There is, too, a point at which toughness comes to be seen as a virtue in and of itself. There is an odd sort of masculinist politics to contemporary Conservatives that worships toughness in and of itself. We need to stand up and be tough in our defense of industry (come what may), we need to be tough in international affairs, we need to be tough against crime. What this perspective lacks -- and I think Conservatives see this as a virtue -- is sympathy. 

Consider an alternative to toughness. "Gee, I said let's get tough on crime. That has not eliminated crime and the longer term trends with regard to crime were going down anyway. I wonder if we might think about why people commit crimes in the first place and find out if that is a way to lower the crime rate?" Friends of mine dismiss this idea as weakness. You need to be tough. People will take advantage of you. You need to think about the victim and don't treat the criminal as if they were the victim. In fact, or so this argument runs, we should have no sympathy for the criminal at all. 

There is in this perspective a politics of othering in which criminals are cast as irredeemably other and also a case study that speaks to how conservatives conceptualize relationships. Othering:  the logic runs something like this: criminals are, once and forever, once they have been identified as criminals, something very different. How else can one reasonably explain the Conservatives efforts to keep Khadr behind bars. How else can one explain the degree to which the Canadian government pursued an individual who was a brainwashed teenager who found himself at 15 in a war zone and did things, as a result, that he clearly deeply regrets?

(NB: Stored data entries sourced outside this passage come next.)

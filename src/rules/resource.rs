// Copyright 2025 RustFS Team
//
// Licensed under the Apache License, Version 2.0 (the "License");
// you may not use this file except in compliance with the License.
// You may obtain a copy of the License at
//
//     http://www.apache.org/licenses/LICENSE-2.0
//
// Unless required by applicable law or agreed to in writing, software
// distributed under the License is distributed on an "AS IS" BASIS,
// WITHOUT WARRANTIES OR CONDITIONS OF ANY KIND, either express or implied.
// See the License for the specific language governing permissions and
// limitations under the License.


//! In-place edits of a PrometheusRule spec. Alerting rules are identified by
//! alert name.

use crate::types::v1::prometheus_rule::{PrometheusRuleSpec, Rule, RuleGroup};

pub fn contains_rule(spec: &PrometheusRuleSpec, name: &str) -> bool {
    spec.groups
        .iter()
        .flat_map(|g| &g.rules)
        .any(|r| r.alert_name() == name)
}

/// Appends `rule` to `group`, creating the group when missing.
pub fn add_rule(spec: &mut PrometheusRuleSpec, group: &str, rule: Rule) {
    match spec.groups.iter_mut().find(|g| g.name == group) {
        Some(g) => g.rules.push(rule),
        None => spec.groups.push(RuleGroup {
            name: group.to_string(),
            rules: vec![rule],
            ..Default::default()
        }),
    }
}

/// Drops every rule named `name` and any group left empty. Returns whether
/// something was removed.
pub fn remove_rule(spec: &mut PrometheusRuleSpec, name: &str) -> bool {
    let mut removed = false;
    for group in spec.groups.iter_mut() {
        let before = group.rules.len();
        group.rules.retain(|r| r.alert_name() != name);
        removed |= group.rules.len() != before;
    }
    if removed {
        spec.groups.retain(|g| !g.rules.is_empty());
    }
    removed
}

/// Replaces the rule with the same alert name.
///
/// The first copy found in `group` is overwritten in place and other copies
/// are dropped; without a copy in `group` the rule moves there. Returns
/// `false` when the spec holds no rule of that name.
pub fn update_rule(spec: &mut PrometheusRuleSpec, group: &str, rule: Rule) -> bool {
    let name = rule.alert_name().to_string();
    if !contains_rule(spec, &name) {
        return false;
    }

    let slot = spec
        .groups
        .iter()
        .position(|g| g.name == group)
        .and_then(|gi| {
            spec.groups[gi]
                .rules
                .iter()
                .position(|r| r.alert_name() == name)
                .map(|ri| (gi, ri))
        });

    match slot {
        Some((gi, ri)) => {
            spec.groups[gi].rules[ri] = rule.clone();
            for (i, g) in spec.groups.iter_mut().enumerate() {
                let mut index = 0;
                g.rules.retain(|r| {
                    let keep = r.alert_name() != name || (i == gi && index == ri);
                    index += 1;
                    keep
                });
            }
            spec.groups.retain(|g| !g.rules.is_empty());
        }
        None => {
            remove_rule(spec, &name);
            add_rule(spec, group, rule);
        }
    }
    true
}

#[cfg(test)]
mod tests {
    use super::*;
    use k8s_openapi::apimachinery::pkg::util::intstr::IntOrString;

    fn rule(name: &str, expr: &str) -> Rule {
        Rule {
            alert: Some(name.to_string()),
            expr: IntOrString::String(expr.to_string()),
            ..Default::default()
        }
    }

    fn names(spec: &PrometheusRuleSpec) -> Vec<(String, String, String)> {
        spec.groups
            .iter()
            .flat_map(|g| {
                g.rules
                    .iter()
                    .map(|r| (g.name.clone(), r.alert_name().to_string(), r.expr_string()))
            })
            .collect()
    }

    #[test]
    fn test_add_creates_and_appends_group() {
        let mut spec = PrometheusRuleSpec::default();
        add_rule(&mut spec, "g", rule("a", "up"));
        add_rule(&mut spec, "g", rule("b", "up"));
        add_rule(&mut spec, "h", rule("c", "up"));
        assert_eq!(spec.groups.len(), 2);
        assert_eq!(spec.groups[0].rules.len(), 2);
    }

    #[test]
    fn test_remove_drops_empty_groups() {
        let mut spec = PrometheusRuleSpec::default();
        add_rule(&mut spec, "g", rule("a", "up"));
        add_rule(&mut spec, "h", rule("a", "up"));
        add_rule(&mut spec, "h", rule("b", "up"));

        assert!(remove_rule(&mut spec, "a"));
        assert_eq!(names(&spec), vec![("h".into(), "b".into(), "up".into())]);
        assert!(!remove_rule(&mut spec, "a"));
    }

    #[test]
    fn test_update_in_place_keeps_position_and_drops_copies() {
        let mut spec = PrometheusRuleSpec::default();
        add_rule(&mut spec, "g", rule("x", "up"));
        add_rule(&mut spec, "g", rule("a", "old"));
        add_rule(&mut spec, "g", rule("y", "up"));
        add_rule(&mut spec, "h", rule("a", "stale"));

        assert!(update_rule(&mut spec, "g", rule("a", "new")));
        assert_eq!(
            names(&spec),
            vec![
                ("g".into(), "x".into(), "up".into()),
                ("g".into(), "a".into(), "new".into()),
                ("g".into(), "y".into(), "up".into()),
            ]
        );
    }

    #[test]
    fn test_update_moves_rule_between_groups() {
        let mut spec = PrometheusRuleSpec::default();
        add_rule(&mut spec, "h", rule("a", "old"));
        assert!(update_rule(&mut spec, "g", rule("a", "new")));
        assert_eq!(names(&spec), vec![("g".into(), "a".into(), "new".into())]);
    }

    #[test]
    fn test_update_missing_rule() {
        let mut spec = PrometheusRuleSpec::default();
        add_rule(&mut spec, "g", rule("b", "up"));
        let before = spec.clone();
        assert!(!update_rule(&mut spec, "g", rule("a", "new")));
        assert_eq!(spec, before);
    }
}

How else can one explain the way in which the Canadian government called Khadr a terrorist over and over and over again. Consider an analogy. If, when you were 15, you once got drunk ... should you be considered a drunk (with all that that entails) for the rest of your life? 

Relationships is the other point that comes out of this example and it is something about which we don't think often or discuss often in our society. The question is this: how should we relate to each other. Different political movements have different answers. Separatists in Quebec, for instance, were fond of saying over and over and over again "you do not understand us; you will never understand us" when they spoke to Anglo Canadians. They saw culture as a barrier that did not simply impede relationships but, in fact, made them impossible. Conservatives have a particular take on relationships as well that is difficult to specify. They see the world as tough, relationships as fraught, tough masculinist self assertion as a good and necessary thing that allows you to accomplish your goals in the face of people who will take advantage of you ... if you let them. Culture, too, is an odd thing to conservatives that impedes bonds of common allegiance or even self respect. How else, for instance, can one explain conservative efforts to refashion citizenship tests and prevent Mexicans and Romi from coming to Canada? 

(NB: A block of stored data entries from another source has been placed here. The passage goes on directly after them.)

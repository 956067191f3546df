// Copyright 2025 RustFS Team
//
// Licensed under the Apache License, Version 2.0 (the "License");
// you may not use this file except in compliance with the License.
// You may obtain a copy of the License at
//
//     http://www.apache.org/licenses/LICENSE-2.0
//
// Unless required by applicable law or agreed to in writing, software
// distributed under the License is distributed on an "AS IS" BASIS,
// WITHOUT WARRANTIES OR CONDITIONS OF ANY KIND, either express or implied.
// See the License for the specific language governing permissions and
// limitations under the License.

//! Request and response models of the `alerting.kubesphere.io/v2alpha1` API.

pub mod bulk;
pub mod query;
pub mod rule;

In this regard, and perhaps only in this regard, are Canadian conservatives really conservatives. Their answers are behind the times. The policies that they offer -- natural-resource based economic development, opposition to the medical use of pot, a lack of sympathy, othering and the sense that reform is not possible (people don't change) -- are underscored by a worldview that seems out of place today. When they first came to power, the Conservatives promised many things, democratic reform and accountability are the two big examples. They have not delivered on either count but I doubt that matters to their core voters because their core voters are not about accountability or democracy. They are about a masculinist worldview that sees toughness as an answer,  that sees human character as fixed, that sees sympathy as a problem, and that confirms its own perspectives  (and, hence, does not change ... at least easily). There is little place for democratic reform or government accountability in this worldview. In fact, it is irrelevant to it.